Viljanen J, Kinnunen J, Bondestam S, Rokkanen P
Department of Orthopaedics and Traumatology, Helsinki University, Central Hospital, Finland.
J Biomed Mater Res. 1998 Feb;39(2):222-8. doi: 10.1002/(sici)1097-4636(199802)39:2<222::aid-jbm8>3.0.co;2-r.
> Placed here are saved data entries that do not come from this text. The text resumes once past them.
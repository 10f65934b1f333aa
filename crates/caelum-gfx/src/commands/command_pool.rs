use std::rc::Rc;

use ash::vk;

use crate::foundation::{debug_messenger::DebugType, device::GfxDevice};

pub struct GfxCommandPool {
    handle: vk::CommandPool,
    queue_family_index: u32,

    device: Rc<GfxDevice>,
}

impl DebugType for GfxCommandPool {
    fn debug_type_name() -> &'static str {
        "GfxCommandPool"
    }
    fn vk_handle(&self) -> impl vk::Handle {
        self.handle
    }
}

// new & destroy
impl GfxCommandPool {
    pub fn new(
        device: Rc<GfxDevice>,
        queue_family_index: u32,
        flags: vk::CommandPoolCreateFlags,
        debug_name: &str,
    ) -> Self {
        let pool = unsafe {
            device
                .create_command_pool(
                    &vk::CommandPoolCreateInfo::default().queue_family_index(queue_family_index).flags(flags),
                    None,
                )
                .unwrap()
        };

        let pool = Self {
            handle: pool,
            queue_family_index,
            device: device.clone(),
        };
        device.set_debug_name(&pool, debug_name);
        pool
    }

    pub fn destroy(self) {
        unsafe {
            self.device.destroy_command_pool(self.handle, None);
        }
    }
}

// getter
impl GfxCommandPool {
    #[inline]
    pub fn handle(&self) -> vk::CommandPool {
        self.handle
    }

    #[inline]
    pub fn queue_family_index(&self) -> u32 {
        self.queue_family_index
    }
}

// tools
impl GfxCommandPool {
    /// 这个调用并不会释放资源，而是将 pool 内的 command buffer 设置到初始状态
    ///
    /// reset 之后，pool 内的 command buffer 又可以重新录制命令
    pub fn reset_all_buffers(&self) {
        unsafe {
            self.device.reset_command_pool(self.handle, vk::CommandPoolResetFlags::RELEASE_RESOURCES).unwrap();
        }
    }
}
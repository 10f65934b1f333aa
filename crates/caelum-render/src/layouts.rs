//! GPU 侧的字节布局
//!
//! 所有 push constant / uniform block 都以 Pod struct 表达，
//! 字段偏移与总大小由编译期断言钉死，必须和 shader 内的声明逐字节一致。

use std::mem::offset_of;

use bytemuck::{Pod, Zeroable};
use glam::{Vec3, Vec4};

use crate::atmosphere::{AtmosphereParams, DirectionalLight};

/// transmittance LUT compute 的 push constant，36 字节
#[repr(C)]
#[derive(Clone, Copy, Pod, Zeroable, Debug)]
pub struct TransmittancePc {
    pub rayleigh_scattering: [f32; 3],
    pub mie_extinction: f32,
    pub ozone_absorption: [f32; 3],
    pub planet_radius: f32,
    pub atmosphere_radius: f32,
}

const _: () = assert!(size_of::<TransmittancePc>() == 36);
const _: () = assert!(offset_of!(TransmittancePc, mie_extinction) == 12);
const _: () = assert!(offset_of!(TransmittancePc, ozone_absorption) == 16);
const _: () = assert!(offset_of!(TransmittancePc, planet_radius) == 28);
const _: () = assert!(offset_of!(TransmittancePc, atmosphere_radius) == 32);

impl TransmittancePc {
    pub fn pack(params: &AtmosphereParams) -> Self {
        Self {
            rayleigh_scattering: params.rayleigh_scattering.to_array(),
            mie_extinction: params.mie_extinction(),
            ozone_absorption: params.ozone_absorption.to_array(),
            planet_radius: params.planet_radius,
            atmosphere_radius: params.atmosphere_radius,
        }
    }
}

/// sky-view LUT compute 的 push constant，96 字节（含 8 字节尾部 padding）
#[repr(C)]
#[derive(Clone, Copy, Pod, Zeroable, Debug)]
pub struct SkyViewPc {
    pub rayleigh_scattering: [f32; 3],
    pub mie_scattering: f32,
    pub ozone_absorption: [f32; 3],
    pub mie_absorption: f32,
    pub sun_irradiance: [f32; 3],
    pub planet_radius: f32,
    pub sun_direction: [f32; 3],
    pub atmosphere_radius: f32,
    pub rayleigh_scale_height: f32,
    pub mie_scale_height: f32,
    pub mie_g: f32,
    pub ozone_layer_height: f32,
    pub ozone_layer_thickness: f32,
    pub camera_height: f32,
    pub _padding: [u32; 2],
}

const _: () = assert!(size_of::<SkyViewPc>() == 96);
const _: () = assert!(offset_of!(SkyViewPc, mie_scattering) == 12);
const _: () = assert!(offset_of!(SkyViewPc, ozone_absorption) == 16);
const _: () = assert!(offset_of!(SkyViewPc, mie_absorption) == 28);
const _: () = assert!(offset_of!(SkyViewPc, sun_irradiance) == 32);
const _: () = assert!(offset_of!(SkyViewPc, planet_radius) == 44);
const _: () = assert!(offset_of!(SkyViewPc, sun_direction) == 48);
const _: () = assert!(offset_of!(SkyViewPc, atmosphere_radius) == 60);
const _: () = assert!(offset_of!(SkyViewPc, rayleigh_scale_height) == 64);
const _: () = assert!(offset_of!(SkyViewPc, mie_scale_height) == 68);
const _: () = assert!(offset_of!(SkyViewPc, mie_g) == 72);
const _: () = assert!(offset_of!(SkyViewPc, ozone_layer_height) == 76);
const _: () = assert!(offset_of!(SkyViewPc, ozone_layer_thickness) == 80);
const _: () = assert!(offset_of!(SkyViewPc, camera_height) == 84);

impl SkyViewPc {
    pub fn pack(params: &AtmosphereParams, sun: &DirectionalLight, camera_height: f32) -> Self {
        Self {
            rayleigh_scattering: params.rayleigh_scattering.to_array(),
            mie_scattering: params.mie_scattering,
            ozone_absorption: params.ozone_absorption.to_array(),
            mie_absorption: params.mie_absorption,
            sun_irradiance: sun.irradiance.to_array(),
            planet_radius: params.planet_radius,
            sun_direction: sun.direction.to_array(),
            atmosphere_radius: params.atmosphere_radius,
            rayleigh_scale_height: params.rayleigh_scale_height,
            mie_scale_height: params.mie_scale_height,
            mie_g: params.mie_g,
            ozone_layer_height: params.ozone_layer_height,
            ozone_layer_thickness: params.ozone_layer_thickness,
            camera_height,
            _padding: [0; 2],
        }
    }
}

/// LUT 合成 draw 的 push constant，80 字节
///
/// frustum corner 的顺序：左下、右下、左上、右上（NDC 四角的世界空间方向）
#[repr(C)]
#[derive(Clone, Copy, Pod, Zeroable, Debug)]
pub struct CompositePc {
    pub frustum_corners: [[f32; 4]; 4],
    pub camera_pos: [f32; 3],
    /// 每个呈现帧自增一次，用于抖动
    pub seed: u32,
}

const _: () = assert!(size_of::<CompositePc>() == 80);
const _: () = assert!(offset_of!(CompositePc, camera_pos) == 64);
const _: () = assert!(offset_of!(CompositePc, seed) == 76);

impl CompositePc {
    pub fn pack(frustum_corners: [Vec4; 4], camera_pos: Vec3, seed: u32) -> Self {
        Self {
            frustum_corners: frustum_corners.map(|c| c.to_array()),
            camera_pos: camera_pos.to_array(),
            seed,
        }
    }
}

/// 全散射 draw（不经 LUT 的 ray march 变体）的 push constant，112 字节
#[repr(C)]
#[derive(Clone, Copy, Pod, Zeroable, Debug)]
pub struct FullScatteringPc {
    pub frustum_corners: [[f32; 4]; 4],
    pub eye_pos: [f32; 3],
    pub sun_radiance: [f32; 3],
    pub sun_direction: [f32; 3],
    pub mie_g: f32,
    pub planet_radius: f32,
    pub atmosphere_radius: f32,
}

const _: () = assert!(size_of::<FullScatteringPc>() == 112);
const _: () = assert!(offset_of!(FullScatteringPc, eye_pos) == 64);
const _: () = assert!(offset_of!(FullScatteringPc, sun_radiance) == 76);
const _: () = assert!(offset_of!(FullScatteringPc, sun_direction) == 88);
const _: () = assert!(offset_of!(FullScatteringPc, mie_g) == 100);
const _: () = assert!(offset_of!(FullScatteringPc, planet_radius) == 104);
const _: () = assert!(offset_of!(FullScatteringPc, atmosphere_radius) == 108);

impl FullScatteringPc {
    pub fn pack(frustum_corners: [Vec4; 4], eye_pos: Vec3, params: &AtmosphereParams, sun: &DirectionalLight) -> Self {
        Self {
            frustum_corners: frustum_corners.map(|c| c.to_array()),
            eye_pos: eye_pos.to_array(),
            sun_radiance: sun.irradiance.to_array(),
            sun_direction: sun.direction.to_array(),
            mie_g: params.mie_g,
            planet_radius: params.planet_radius,
            atmosphere_radius: params.atmosphere_radius,
        }
    }
}

/// scene uniform buffer 中的行星块，100 字节
#[repr(C)]
#[derive(Clone, Copy, Pod, Zeroable, Debug)]
pub struct PlanetUbo {
    pub position: [f32; 3],
    pub ground_radius: f32,
    pub atmosphere_radius: f32,
    pub _padding0: [f32; 3],
    pub albedo: [f32; 3],
    pub mie_g: f32,
    pub rayleigh_scattering: [f32; 3],
    pub rayleigh_scale_height: f32,
    pub mie_scattering: f32,
    pub mie_absorption: f32,
    pub mie_scale_height: f32,
    pub ozone_absorption: [f32; 3],
    pub ozone_layer_height: f32,
    pub ozone_layer_thickness: f32,
    pub _padding1: f32,
}

const _: () = assert!(size_of::<PlanetUbo>() == 100);
const _: () = assert!(offset_of!(PlanetUbo, ground_radius) == 12);
const _: () = assert!(offset_of!(PlanetUbo, atmosphere_radius) == 16);
const _: () = assert!(offset_of!(PlanetUbo, albedo) == 32);
const _: () = assert!(offset_of!(PlanetUbo, rayleigh_scattering) == 48);
const _: () = assert!(offset_of!(PlanetUbo, ozone_layer_thickness) == 92);

impl PlanetUbo {
    pub fn pack(position: Vec3, params: &AtmosphereParams) -> Self {
        Self {
            position: position.to_array(),
            ground_radius: params.planet_radius,
            atmosphere_radius: params.atmosphere_radius,
            _padding0: [0.0; 3],
            albedo: params.ground_albedo.to_array(),
            mie_g: params.mie_g,
            rayleigh_scattering: params.rayleigh_scattering.to_array(),
            rayleigh_scale_height: params.rayleigh_scale_height,
            mie_scattering: params.mie_scattering,
            mie_absorption: params.mie_absorption,
            mie_scale_height: params.mie_scale_height,
            ozone_absorption: params.ozone_absorption.to_array(),
            ozone_layer_height: params.ozone_layer_height,
            ozone_layer_thickness: params.ozone_layer_thickness,
            _padding1: 0.0,
        }
    }
}

/// scene uniform buffer 中的方向光块，32 字节，写在 align(16, 100) = 112 处
#[repr(C)]
#[derive(Clone, Copy, Pod, Zeroable, Debug)]
pub struct DirectionalLightUbo {
    pub direction: [f32; 3],
    pub _padding0: f32,
    pub irradiance: [f32; 3],
    pub _padding1: f32,
}

const _: () = assert!(size_of::<DirectionalLightUbo>() == 32);
const _: () = assert!(offset_of!(DirectionalLightUbo, irradiance) == 16);

/// 方向光块在 scene uniform buffer 中的偏移：行星块之后按 16 对齐
pub const LIGHT_UBO_OFFSET: usize = size_of::<PlanetUbo>().next_multiple_of(16);
/// scene uniform buffer 的总大小
pub const SCENE_UBO_SIZE: usize = LIGHT_UBO_OFFSET + size_of::<DirectionalLightUbo>();

const _: () = assert!(LIGHT_UBO_OFFSET == 112);
const _: () = assert!(SCENE_UBO_SIZE == 144);

impl DirectionalLightUbo {
    pub fn pack(light: &DirectionalLight) -> Self {
        Self {
            direction: light.direction.to_array(),
            _padding0: 0.0,
            irradiance: light.irradiance.to_array(),
            _padding1: 0.0,
        }
    }
}

#[cfg(test)]
mod tests {
    use super::*;
    use crate::atmosphere::{AtmosphereParams, DirectionalLight};

    /// 打包后的字节在文档偏移处逐位还原出原始 f32
    #[test]
    fn test_transmittance_pc_bytes() {
        let params = AtmosphereParams::EARTH;
        let pc = TransmittancePc::pack(&params);
        let bytes = bytemuck::bytes_of(&pc);

        assert_eq!(bytes.len(), 36);
        let read_f32 = |offset: usize| f32::from_le_bytes(bytes[offset..offset + 4].try_into().unwrap());
        assert_eq!(read_f32(0).to_bits(), params.rayleigh_scattering.x.to_bits());
        assert_eq!(read_f32(12).to_bits(), params.mie_extinction().to_bits());
        assert_eq!(read_f32(28).to_bits(), params.planet_radius.to_bits());
        assert_eq!(read_f32(32).to_bits(), params.atmosphere_radius.to_bits());
    }

    #[test]
    fn test_sky_view_pc_bytes() {
        let params = AtmosphereParams::EARTH;
        let sun = DirectionalLight::DEFAULT_SUN;
        let pc = SkyViewPc::pack(&params, &sun, 0.5);
        let bytes = bytemuck::bytes_of(&pc);

        assert_eq!(bytes.len(), 96);
        let read_f32 = |offset: usize| f32::from_le_bytes(bytes[offset..offset + 4].try_into().unwrap());
        assert_eq!(read_f32(32).to_bits(), sun.irradiance.x.to_bits());
        assert_eq!(read_f32(48).to_bits(), sun.direction.x.to_bits());
        assert_eq!(read_f32(72).to_bits(), params.mie_g.to_bits());
        assert_eq!(read_f32(84).to_bits(), 0.5f32.to_bits());
        // 尾部 padding 写 0
        assert_eq!(&bytes[88..96], &[0u8; 8]);
    }

    #[test]
    fn test_composite_pc_seed_offset() {
        let pc = CompositePc::pack([glam::Vec4::ZERO; 4], glam::Vec3::ZERO, 0xDEADBEEF);
        let bytes = bytemuck::bytes_of(&pc);

        assert_eq!(bytes.len(), 80);
        assert_eq!(u32::from_le_bytes(bytes[76..80].try_into().unwrap()), 0xDEADBEEF);
    }

    /// 行星块 + 按 16 对齐的光照块构成 144 字节的 scene uniform buffer
    #[test]
    fn test_scene_ubo_layout() {
        let params = AtmosphereParams::EARTH;
        let planet = PlanetUbo::pack(glam::Vec3::ZERO, &params);
        let light = DirectionalLightUbo::pack(&DirectionalLight::DEFAULT_SUN);

        let mut ubo = [0u8; SCENE_UBO_SIZE];
        ubo[0..size_of::<PlanetUbo>()].copy_from_slice(bytemuck::bytes_of(&planet));
        ubo[LIGHT_UBO_OFFSET..].copy_from_slice(bytemuck::bytes_of(&light));

        let read_f32 = |offset: usize| f32::from_le_bytes(ubo[offset..offset + 4].try_into().unwrap());
        assert_eq!(read_f32(12).to_bits(), params.planet_radius.to_bits());
        assert_eq!(read_f32(92).to_bits(), params.ozone_layer_thickness.to_bits());
        assert_eq!(read_f32(112).to_bits(), DirectionalLight::DEFAULT_SUN.direction.x.to_bits());
    }
}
Osteotomies of distal femoral diaphysis were fixed intramedullary with self-reinforced poly-L-lactide acid (SR-PLLA) rods in 19 and with metallic rods in 34 adult rabbits. The follow-up times were 8, 16, 24, and 48 weeks. Plain radiographs, computed tomography (CT), quantitative computed tomography (QCT), and magnetic resonance imaging (MRI) were used to evaluate the bone changes at two different levels of the osteotomy region. There were no significant differences in cortical bone density compared to the intact in the SR-PLLA fixed femurs at the osteotomy site. In the metallic-fixed femurs, the density values were significantly lower as compared to the contralateral femurs. There was a significant reduction of the cortical bone density values in SR-PLLA fixed femurs compared to the intact control side outside the osteotomy area at 8 (p = 0.01), at 16 (p = 0.0001), and at 24 weeks (p = 0.0003). In the metallic-fixed femurs significant reductions at 8 weeks (p = 0.02), at 16 weeks (p = 0.01), at 24 weeks (p = 0.009), and at 48 weeks (p = 0.002) were found compared with the intact control. MRI depicted well the SR-PLLA cases allowing studies without removal of the implant. On the contrary, abundant disturbing metallic artifacts were detected during investigation of the metallic-fixed femurs. In conclusion, our results indicated that CT is useful to evaluate the quality of reduction and internal fixation. Furthermore, the constant presence of internal metallic fixation seems to eventually cause osteoporosis in the cortical region of the femur. However, this stress protection effect of intramedullary fixation on the femoral diaphysis seems to be avoided by using an absorbable SR-PLLA rod, thus resulting in a better quality of bone when the osteotomies are healed.
在19只成年兔中,采用自增强聚左旋乳酸(SR-PLLA)棒对股骨干远端截骨进行髓内固定,34只成年兔采用金属棒进行髓内固定。随访时间为8周、16周、24周和48周。采用X线平片、计算机断层扫描(CT)、定量计算机断层扫描(QCT)和磁共振成像(MRI)对截骨区域两个不同水平的骨变化进行评估。在截骨部位,与采用SR-PLLA固定的完整股骨相比,皮质骨密度无显著差异。在采用金属固定的股骨中,密度值与对侧股骨相比显著降低。与截骨区域外的完整对照侧相比,采用SR-PLLA固定的股骨在8周时(p = 0.01)、16周时(p = 0.0001)和24周时(p = 0.0003)皮质骨密度值显著降低。与完整对照相比,采用金属固定的股骨在8周时(p = 0.02)、16周时(p = 0.01)、24周时(p = 0.009)和48周时(p = 0.002)均发现有显著降低。MRI能很好地显示SR-PLLA固定的病例,无需取出植入物即可进行研究。相反,在对采用金属固定的股骨进行检查时发现了大量干扰性金属伪影。总之,我们的结果表明CT有助于评估复位和内固定的质量。此外,内固定金属的持续存在似乎最终会导致股骨皮质区域骨质疏松。然而,通过使用可吸收的SR-PLLA棒似乎可以避免髓内固定对股骨干的这种应力保护作用,从而在截骨愈合时获得更好的骨质。